Don Nelson had this to say at Monday’s press conference for rookie picks Anthony Randolph and Richard Hendrix: “Matt Barnes and Cro, those guys will not be back, so there’s going to be some minutes there (at the forward spots). The team is going to take on a different shape, a different look. So there will be more opportunities for our youth.”
Chris Mullin didn’t necessarily agree, but did say it wasn’t realistic to think the Warriors could bring back both Barnes and Mickael Pietrus. And he said Patrick O’Bryant is as good as gone.
For his part, Barnes said, via text message: “(Nelson) is the boss. I would love to be a Warrior. I owe so much to Nellie and to the organization. But with the tough season I had last year, it doesn’t look like I’m wanted. . . . This is a cold game and a tough business.”
As for the point guard . . .
Here’s a Nelson quote that I couldn’t get into the paper due to language restrictions: “Opting out of a $17 million contract, that’s ballsy. Nobody can say Baron doesn’t have balls.”
Although I’m sure that a certain radio host who’s not a media member will disagree with me, the Warriors most definitely have been lowballing Baron.

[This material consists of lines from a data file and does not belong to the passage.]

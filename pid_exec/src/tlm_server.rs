//! # Telemetry Server
//!
//! The server accepts connections from the simulator bridge. Each request carries one websocket
//! text frame from the simulator, and each reply carries the frame to send back. Since a REP socket
//! must answer every request, frames which need no answer are replied to with an empty string.

// ------------------------------------------------------------------------------------------------
// IMPORTS
// ------------------------------------------------------------------------------------------------

use comms_if::{
    net::{zmq, MonitoredSocket, MonitoredSocketError, NetParams, SocketOptions},
    tlm::{self, SteerCmd},
};

// ------------------------------------------------------------------------------------------------
// STRUCTS
// ------------------------------------------------------------------------------------------------

/// Telemetry server
pub struct TlmServer {
    socket: MonitoredSocket,

    /// Set when a request has been received and not yet replied to.
    reply_pending: bool
}

// ------------------------------------------------------------------------------------------------
// ENUMS
// ------------------------------------------------------------------------------------------------

/// A reply to a frame from the simulator.
#[derive(Debug, Clone, Copy, PartialEq)]
pub enum Reply {
    /// Nothing needs to be sent to the simulator.
    None,

    /// Hand control of the car back to the user.
    Manual,

    /// Steering and throttle demands.
    Steer(SteerCmd)
}

#[derive(Debug, thiserror::Error)]
pub enum TlmServerError {
    #[error("Socket error: {0}")]
    SocketError(MonitoredSocketError),

    #[error("Could not recieve a frame from the client: {0}")]
    RecvError(zmq::Error),

    #[error("Could not send the reply to the client: {0}")]
    SendError(zmq::Error),

    #[error("Could not serialize the reply: {0}")]
    SerializationError(serde_json::Error),

    #[error("The client sent a frame which was not valid UTF-8")]
    NonUtf8Frame,

    #[error("A reply was sent without a pending request")]
    NoPendingRequest
}

// ------------------------------------------------------------------------------------------------
// IMPLS
// ------------------------------------------------------------------------------------------------

impl TlmServer {
    /// Create a new instance of the TLM Server.
    ///
    /// This function will not block until the client connects.
    pub fn new(ctx: &zmq::Context, params: &NetParams) -> Result<Self, TlmServerError> {
        let socket_options = SocketOptions {
            bind: true,
            block_on_first_connect: false,
            heartbeat_ivl: 500,
            heartbeat_ttl: 1000,
            heartbeat_timeout: 1000,
            linger: 1,
            recv_timeout: 200,
            send_timeout: 10,
            ..Default::default()
        };

        let socket = MonitoredSocket::new(
            ctx,
            zmq::REP,
            socket_options,
            &params.tlm_endpoint
        ).map_err(TlmServerError::SocketError)?;

        Ok(Self {
            socket,
            reply_pending: false
        })
    }

    /// Check if the client is connected to the server
    pub fn is_connected(&self) -> bool {
        self.socket.connected()
    }

    /// Number of bridges connected to the server.
    pub fn num_clients(&self) -> usize {
        self.socket.num_peers()
    }

    /// Recieve a single frame from the client.
    ///
    /// Returns `Ok(None)` if no frame arrived before the receive timeout. After a frame is returned
    /// [`TlmServer::send_reply`] should be called before receiving again, otherwise the empty reply
    /// is sent first. If the frame is not valid UTF-8 the empty reply is sent by this function.
    pub fn recv_frame(&mut self) -> Result<Option<String>, TlmServerError> {
        // The socket can't recieve until the last request has been answered
        if self.reply_pending {
            self.send_reply(&Reply::None)?;
        }

        let frame = match self.socket.recv_string(0) {
            Ok(Ok(s)) => s,
            Ok(Err(_)) => {
                self.reply_pending = true;
                self.send_reply(&Reply::None)?;
                return Err(TlmServerError::NonUtf8Frame)
            },
            Err(zmq::Error::EAGAIN) => return Ok(None),
            Err(e) => return Err(TlmServerError::RecvError(e))
        };

        self.reply_pending = true;

        Ok(Some(frame))
    }

    /// Send the reply to the last received frame.
    pub fn send_reply(&mut self, reply: &Reply) -> Result<(), TlmServerError> {
        if !self.reply_pending {
            return Err(TlmServerError::NoPendingRequest)
        }

        let reply_str = reply.to_frame()?;

        self.socket.send(reply_str.as_str(), 0)
            .map_err(TlmServerError::SendError)?;

        self.reply_pending = false;

        Ok(())
    }
}

impl Reply {
    /// Get the text frame for this reply, empty if there is nothing to send.
    pub fn to_frame(&self) -> Result<String, TlmServerError> {
        match self {
            Reply::None => Ok(String::new()),
            Reply::Manual => Ok(String::from(tlm::MANUAL_FRAME)),
            Reply::Steer(cmd) => tlm::encode_steer(cmd)
                .map_err(TlmServerError::SerializationError)
        }
    }
}
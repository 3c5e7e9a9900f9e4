//! # PID controller module
//!
//! A discrete PID controller which is stepped once per control tick. There is no notion of time
//! inside the controller: every call to [`PidController::update_error`] counts as exactly one tick,
//! however long it has been since the previous one.

// ---------------------------------------------------------------------------
// IMPORTS
// ---------------------------------------------------------------------------

// External
use serde::{Deserialize, Serialize};

// ---------------------------------------------------------------------------
// DATA STRUCTURES
// ---------------------------------------------------------------------------

/// Gains of a PID controller.
#[derive(Debug, Clone, Copy, PartialEq, Serialize, Deserialize)]
pub struct PidGains {
    /// Proportional gain
    pub k_p: f64,

    /// Integral gain
    pub k_i: f64,

    /// Derivative gain
    pub k_d: f64
}

/// A PID controller
///
/// The gains are fixed when the controller is created. To change them build a new controller,
/// which also clears the error terms.
#[derive(Debug, Clone, Serialize)]
pub struct PidController {
    /// Controller gains
    gains: PidGains,

    /// Last observed error
    p_error: f64,

    /// Sum of all observed errors
    i_error: f64,

    /// Difference between the last two observed errors
    d_error: f64
}

// ---------------------------------------------------------------------------
// IMPLEMENTATIONS
// ---------------------------------------------------------------------------

impl PidGains {
    /// Create a new set of gains.
    pub fn new(k_p: f64, k_i: f64, k_d: f64) -> Self {
        Self { k_p, k_i, k_d }
    }
}

impl PidController {

    /// Create a new controller with the given gains and all error terms zeroed.
    ///
    /// The gains are not validated, any sign or magnitude is accepted.
    pub fn new(gains: PidGains) -> Self {
        Self {
            gains,
            p_error: 0f64,
            i_error: 0f64,
            d_error: 0f64
        }
    }

    /// Feed a new error observation into the controller.
    ///
    /// The derivative term is taken against the previous proportional error, so it must be
    /// computed before that error is overwritten. The integral accumulates without bound.
    ///
    /// Non-finite errors are not rejected. A NaN will poison the integral term until the
    /// controller is rebuilt.
    pub fn update_error(&mut self, error: f64) {
        self.d_error = error - self.p_error;
        self.p_error = error;
        self.i_error += self.p_error;
    }

    /// Get the weighted sum of the error terms.
    pub fn total_error(&self) -> f64 {
        self.gains.k_p * self.p_error
            + self.gains.k_i * self.i_error
            + self.gains.k_d * self.d_error
    }

    /// Run a full control tick: update with the error and return the new output.
    pub fn tick(&mut self, error: f64) -> f64 {
        self.update_error(error);
        self.total_error()
    }

    pub fn gains(&self) -> PidGains {
        self.gains
    }

    pub fn p_error(&self) -> f64 {
        self.p_error
    }

    pub fn i_error(&self) -> f64 {
        self.i_error
    }

    pub fn d_error(&self) -> f64 {
        self.d_error
    }
}

// ---------------------------------------------------------------------------
// TESTS
// ---------------------------------------------------------------------------

#[cfg(test)]
mod test {
    use super::*;

    #[test]
    fn test_new_is_zeroed() {
        for gains in [
            PidGains::new(1.0, 1.0, 1.0),
            PidGains::new(0.08, 0.0003, 6.0),
            PidGains::new(-3.0, 1e6, -0.5),
        ].iter() {
            let pid = PidController::new(*gains);
            assert_eq!(pid.total_error(), 0.0);
            assert_eq!(pid.p_error(), 0.0);
            assert_eq!(pid.i_error(), 0.0);
            assert_eq!(pid.d_error(), 0.0);
            assert_eq!(pid.gains(), *gains);
        }
    }

    #[test]
    fn test_single_step() {
        let mut pid = PidController::new(PidGains::new(1.0, 1.0, 1.0));
        pid.update_error(5.0);

        assert_eq!(pid.p_error(), 5.0);
        assert_eq!(pid.i_error(), 5.0);
        assert_eq!(pid.d_error(), 5.0);
        assert_eq!(pid.total_error(), 15.0);
    }

    #[test]
    fn test_integral_accumulation() {
        let mut pid = PidController::new(PidGains::new(0.0, 1.0, 0.0));
        pid.update_error(2.0);
        pid.update_error(3.0);
        pid.update_error(-1.0);

        assert_eq!(pid.i_error(), 4.0);
        assert_eq!(pid.total_error(), 4.0);
    }

    #[test]
    fn test_derivative_uses_previous_error() {
        let mut pid = PidController::new(PidGains::new(0.0, 0.0, 1.0));
        pid.update_error(10.0);
        pid.update_error(4.0);

        assert_eq!(pid.d_error(), -6.0);
        assert_eq!(pid.total_error(), -6.0);
    }

    #[test]
    fn test_total_error_is_pure() {
        let mut pid = PidController::new(PidGains::new(0.3, 0.002, 0.5));
        pid.update_error(20.0);

        let first = pid.total_error();
        assert_eq!(pid.total_error(), first);
        assert_eq!(pid.total_error(), first);
    }

    #[test]
    fn test_tick() {
        let mut a = PidController::new(PidGains::new(0.08, 0.0003, 6.0));
        let mut b = a.clone();

        for e in [0.76, 0.74, 0.7, 0.71, 0.5].iter() {
            a.update_error(*e);
            assert_eq!(b.tick(*e), a.total_error());
        }
    }

    #[test]
    fn test_nan_poisons_integral() {
        let mut pid = PidController::new(PidGains::new(1.0, 1.0, 1.0));
        pid.update_error(f64::NAN);
        pid.update_error(1.0);
        pid.update_error(1.0);

        assert_eq!(pid.p_error(), 1.0);
        assert_eq!(pid.d_error(), 0.0);
        assert!(pid.i_error().is_nan());
        assert!(pid.total_error().is_nan());
    }
}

Consider this: When Chauncey Billups was 15 months older than BD is now, he got four guaranteed years worth approximately $11.5 million per season. When Steve Nash was 18 months older than BD is now, he got five guaranteed years worth $13 million per. BD was being asked to take significantly less security than that.
Thing is, nobody should be shocked by this turn of events. Lowballing has been the Warriors’ default negotiating position for a few years now; it’s how they chiseled Barnes down to a lone season at $3 million after his breakout year in 2006-07, and how they forced Pietrus to eat the one-year qualifying offer last season. It’s why the books look better and has worked for the team.
In this instance, however, it appears to have backfired. The Warriors have had plenty of opportunities to discuss an extension, but by sticking with their usual modus operandi, when Elton Brand opted out with the caveat that he’s returning to the Clippers, the opportunity was there for Davis to go home. And he’s jumping at it. According to multiple sources and several different reports, he will try to head to L.A. as a free agent as soon as possible, with Brand taking a less-than-max deal to make it happen.
“We’re grown-ups, and we understood that it was a possibility,” Nelson said. “We didn’t think it would happen, but it did and we’ll deal with it.”
According to the Washington Post, the Warriors’ first thought in dealing with it was to make a run at Gilbert Arenas, which would be great except — as always when it comes to Agent Zero and this franchise — the salary-cap cards are stacked against the W’s. The Wizards can and are willing, according to the Post, to pay Arenas for one more year than the Warriors can (six versus five), and can give 10.5 percent yearly raises instead of the 8 percent that Golden State can give. The total amounts will depend on the salary cap numbers, since the maximum allowable starting salary is a percentage of the cap.
If Arenas is not an option, where do they go next? Atlanta forward Josh Smith, an RFA, would fill the Warriors’ hole at power forward, but the contract would have to be large enough to make the Hawks give up on matching the deal. And that presumes Monta Ellis is ready to run the team on his own.